**Your objective:** Across these entries, report how many lines include the string "attempts", with nothing but the number.

===== Source information =====

#[cfg(test)]
mod tests {
    use super::*;

    #[tokio::test]
    async fn scripted_exchange() {
        let mut mock = MockTransport::new();
        mock.expect(b"PWR?\r", b"PWR1\r");
        let handle = mock.handle();

        mock.send(b"PWR?\r").await.unwrap();
        let mut buf = [0u8; 64];
        let n = mock
            .receive(&mut buf, Duration::from_millis(100))
            .await
            .unwrap();
        assert_eq!(&buf[..n], b"PWR1\r");
        assert_eq!(handle.sent_data(), vec![b"PWR?\r".to_vec()]);
        assert_eq!(handle.remaining_expectations(), 0);
    }

    #[tokio::test]
    async fn mismatched_write_is_transport_error() {
        let mut mock = MockTransport::new();
        mock.expect(b"PWR?\r", b"PWR1\r");
        let result = mock.send(b"VOL?\r").await;
        assert!(matches!(result, Err(Error::Transport(_))));
    }

    #[tokio::test]
    async fn write_without_expectation_is_transport_error() {
        let mut mock = MockTransport::new();
        assert!(matches!(mock.send(b"X\r").await, Err(Error::Transport(_))));
    }

    #[tokio::test(start_paused = true)]
    async fn delayed_chunk_waits_for_its_time() {
        let mut mock = MockTransport::new();
        mock.expect_chunked(
            b"VOL?\r",
            vec![
                ReplyChunk::now(b"VO"),
                ReplyChunk::after(Duration::from_millis(200), b"L40\r"),
            ],
        );
        mock.send(b"VOL?\r").await.unwrap();

        let mut buf = [0u8; 64];
        let n = mock.receive(&mut buf, Duration::ZERO).await.unwrap();
        assert_eq!(&buf[..n], b"VO");

        // Not yet readable within 100ms.
        let early = mock.receive(&mut buf, Duration::from_millis(100)).await;
        assert!(matches!(early, Err(Error::Timeout)));

        let start = Instant::now();
        let n = mock
            .receive(&mut buf, Duration::from_millis(500))
            .await
            .unwrap();
        assert_eq!(&buf[..n], b"L40\r");
        assert!(start.elapsed() <= Duration::from_millis(100));
    }

    #[tokio::test(start_paused = true)]
    async fn receive_times_out_at_deadline() {
        let mut mock = MockTransport::new();
        let start = Instant::now();
        let mut buf = [0u8; 8];
        let result = mock.receive(&mut buf, Duration::from_millis(250)).await;
        assert!(matches!(result, Err(Error::Timeout)));
        assert!(start.elapsed() >= Duration::from_millis(250));
    }

    #[tokio::test]
    async fn small_buffer_reads_chunk_in_pieces() {
        let mut mock = MockTransport::new();
        mock.handle().push_unsolicited(b"ABCDE");
        let mut buf = [0u8; 2];
        let mut got = Vec::new();
        while let Ok(n) = mock.receive(&mut buf, Duration::ZERO).await {
            got.extend_from_slice(&buf[..n]);
        }
        assert_eq!(got, b"ABCDE");
    }

    #[tokio::test]
    async fn push_wakes_blocked_reader() {
        let mut mock = MockTransport::new();
        let handle = mock.handle();
        let reader = tokio::spawn(async move {
            let mut buf = [0u8; 16];
            let n = mock.receive(&mut buf, Duration::from_secs(5)).await.unwrap();
            buf[..n].to_vec()
        });
        tokio::time::sleep(Duration::from_millis(20)).await;
        handle.push_unsolicited(b"ZONE2 ON\r");
        assert_eq!(reader.await.unwrap(), b"ZONE2 ON\r");
    }

    #[tokio::test]
    async fn reset_discards_arrived_bytes_only() {
        let mut mock = MockTransport::new();
        let handle = mock.handle();
        handle.push_unsolicited(b"stale\r");
        handle.push_unsolicited_after(Duration::from_secs(60), b"later\r");

        mock.reset_buffers().await.unwrap();
        assert_eq!(handle.reset_count(), 1);

        let mut buf = [0u8; 16];
        assert!(matches!(
            mock.receive(&mut buf, Duration::ZERO).await,
            Err(Error::Timeout)
        ));
    }

    #[tokio::test]
    async fn unplug_fails_reads_and_writes() {
        let mut mock = MockTransport::new();
        let handle = mock.handle();
        handle.unplug();
        assert!(!mock.is_connected());
        let mut buf = [0u8; 8];
        assert!(matches!(
            mock.receive(&mut buf, Duration::from_millis(10)).await,
            Err(Error::ConnectionLost)
        ));
        assert!(matches!(mock.send(b"X").await, Err(Error::ConnectionLost)));
    }

    #[tokio::test]
    async fn close_marks_not_connected() {
        let mut mock = MockTransport::new();
        let handle = mock.handle();
        mock.close().await.unwrap();
        assert!(handle.is_closed());
        assert!(matches!(mock.send(b"X").await, Err(Error::NotConnected)));
    }

    #[tokio::test]
    async fn connector_fails_then_hands_out_transport() {
        let connector = MockConnector::new(MockTransport::new()).fail_first(2);
        let attempts = connector.attempts();

        assert!(connector.connect().await.is_err());
        assert!(connector.connect().await.is_err());
        assert!(connector.connect().await.is_ok());
        assert!(connector.connect().await.is_err());
        assert_eq!(attempts.load(Ordering::SeqCst), 4);
    }
}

=====

**Result for this task:** 2